T2T-Catch-Up might serve as a valuable novel marker for successful PV isolation.

In this study, we did not investigate whether a certain time of T2T-Catch-Up might serve as a cutoff value beyond the sole presence of T2T-Catch-Up; as the study sample was too small for reliable evaluation. A larger multicentric evaluation is ongoing as a result of this study to assess T2T-Catch-Up time as a quantitative variable and compare it with TTI and also assess the reproducibility of T2T-Catch-Up predictive values across different centers with different cryoballoon setups. In addition, future trials should evaluate its use as a primary endpoint in ablation protocols and may investigate freeze abortion if T2T-Catch-Up is not reached.

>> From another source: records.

//! PARSE command handler
//!
//! Parses SQL text with the grammar of the requesting session's dialect and
//! yields exactly one row: the statement kind name and the statement
//! serialized as a JSON document.

use std::sync::Arc;

use async_trait::async_trait;
use tracing::debug;

use crate::session::Session;
use crate::sql::{serializer, DatabaseType, ParserEngineRegistry, SqlResult};

use super::error::{HandlerError, HandlerResult};
use super::row::ResultRow;
use super::{CommandState, QueryableCommand};

/// Column names of the PARSE result
pub const PARSE_COLUMNS: [&str; 2] = ["parsed_statement", "parsed_statement_detail"];

#[derive(Debug)]
enum HandlerState {
    Created,
    Initialized {
        sql: String,
        database_type: DatabaseType,
    },
    Executed(ResultRow),
    RowAvailable(ResultRow),
    Exhausted,
    Failed,
    Closed,
}

impl HandlerState {
    fn phase(&self) -> CommandState {
        match self {
            HandlerState::Created => CommandState::Created,
            HandlerState::Initialized { .. } => CommandState::Initialized,
            HandlerState::Executed(_) => CommandState::Executed,
            HandlerState::RowAvailable(_) => CommandState::RowAvailable,
            HandlerState::Exhausted => CommandState::Exhausted,
            HandlerState::Failed => CommandState::Failed,
            HandlerState::Closed => CommandState::Closed,
        }
    }
}

/// Handler for the PARSE administrative command
#[derive(Debug)]
pub struct ParseHandler {
    registry: Arc<ParserEngineRegistry>,
    state: HandlerState,
}

impl ParseHandler {
    pub fn new(registry: Arc<ParserEngineRegistry>) -> Self {
        ParseHandler {
            registry,
            state: HandlerState::Created,
        }
    }

    /// Store the SQL text and the session's dialect; parsing happens in `execute`
    pub fn init(&mut self, sql: impl Into<String>, session: &Session) -> HandlerResult<()> {
        match self.state {
            HandlerState::Created => {
                self.state = HandlerState::Initialized {
                    sql: sql.into(),
                    database_type: session.database_type(),
                };
                Ok(())
            }
            ref other => Err(HandlerError::usage("init", other.phase().name())),
        }
    }

    /// Current lifecycle state
    pub fn state(&self) -> CommandState {
        self.state.phase()
    }

    /// Whether a row is buffered and not yet consumed past
    pub fn has_buffered_row(&self) -> bool {
        matches!(
            self.state,
            HandlerState::Executed(_) | HandlerState::RowAvailable(_)
        )
    }

    fn build_row(&self, sql: &str, database_type: DatabaseType) -> SqlResult<ResultRow> {
        let engine = self.registry.engine(database_type)?;
        let statement = engine.parse(sql, false)?;
        let kind = statement.kind_name()?;
        let document = serializer::to_document_string(&statement)?;
        debug!(dialect = %database_type, %kind, "Parsed statement");
        Ok(ResultRow::new(vec![kind, document]))
    }
}

#[async_trait]
impl QueryableCommand for ParseHandler {
    fn column_names(&self) -> &'static [&'static str] {
        &PARSE_COLUMNS
    }

    async fn execute(&mut self) -> HandlerResult<()> {
        let result = match &self.state {
            HandlerState::Initialized { sql, database_type } => {
                self.build_row(sql, *database_type)
            }
            other => return Err(HandlerError::usage("execute", other.phase().name())),
        };

        match result {
            Ok(row) => {
                self.state = HandlerState::Executed(row);
                Ok(())
            }
            Err(e) => {
                self.state = HandlerState::Failed;
                Err(e.into())
            }
        }
    }

    fn next(&mut self) -> HandlerResult<bool> {
        match std::mem::replace(&mut self.state, HandlerState::Exhausted) {
            HandlerState::Executed(row) => {
                self.state = HandlerState::RowAvailable(row);
                Ok(true)
            }
            HandlerState::RowAvailable(_) | HandlerState::Exhausted => Ok(false),
            other => {
                let phase = other.phase();
                self.state = other;
                Err(HandlerError::usage("next", phase.name()))
            }
        }
    }

    fn row_data(&self) -> HandlerResult<&ResultRow> {
        match &self.state {
            HandlerState::RowAvailable(row) => Ok(row),
            other => Err(HandlerError::usage("row_data", other.phase().name())),
        }
    }

    fn close(&mut self) -> HandlerResult<()> {
        self.state = HandlerState::Closed;
        Ok(())
    }
}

Until now, TTI is seen as the “gold standard” of procedural outcome to optimize the chance for durable PVI. However, TTI-guided cryoenergy titration reduced procedure duration and fluoroscopy time but not long-term freedom from atrial arrhythmias [7]. Therefore, the use of T2T-Catch-Up as a new marker might be of additional clinical value. Future prospective trials may also analyse ablation success and lesion formation aided by imaging modalities such as cardiac MRI to evaluate how achievement of T2T-Catch-Up influences lesion size and depth but also collateral damage to the surrounding tissue as lesion analysis with cardiac MRI has also been shown promising results regarding lesion quality and durability [11,12,13].

Study limitations

First, this is an observational study that lacks randomization. In addition, we recorded PV isolation (and thus TTI) in only 39% of PVs, so that TTI as a continuous variable was difficult to assess. Therefore, in future trials to assess the T2T as a predictive parameter of PV ablation success, the index cryo procedure should indeed be designed for optimal visualization of PVP and PVI success to further evaluate the positive evidence gained in our study. The addition of a control group without AF recurrence after cryoablation from our centre was omitted as no structured follow-up program existed and most patients without recurrence were not re-admitted to our centre so data quality would not have been sufficient for such a study design. Secondly, all cryoballoon procedures were performed with a single manufacturer’s device and the results may not apply to other comparable devices. Third, the relatively small sample size required PV-specific rather than patient-specific analysis, which has to be taken into account interpreting the results. A recent study showed a significant discrepancy in the ability of TTI to predict durable PVI across PVs [14]. Last, larger studies with clinical endpoints are warranted to assess the clinical utility of T2T-Catch-Up.

Conclusions

T2T-Catch-Up, a novel cryoballoon procedural marker available for every application, demonstrated excellent predictive value and strong association with durable PVI, outperforming contemporarily used parameters such as TTI or temperature values at fixed time points of the cryo impulse in our study. Future multicenter studies need to define T2T-Catch-Up quantitative thresholds and assess their value to predict clinical endpoints and further guide the way for a possible ideal cryoballoon freeze to deliver.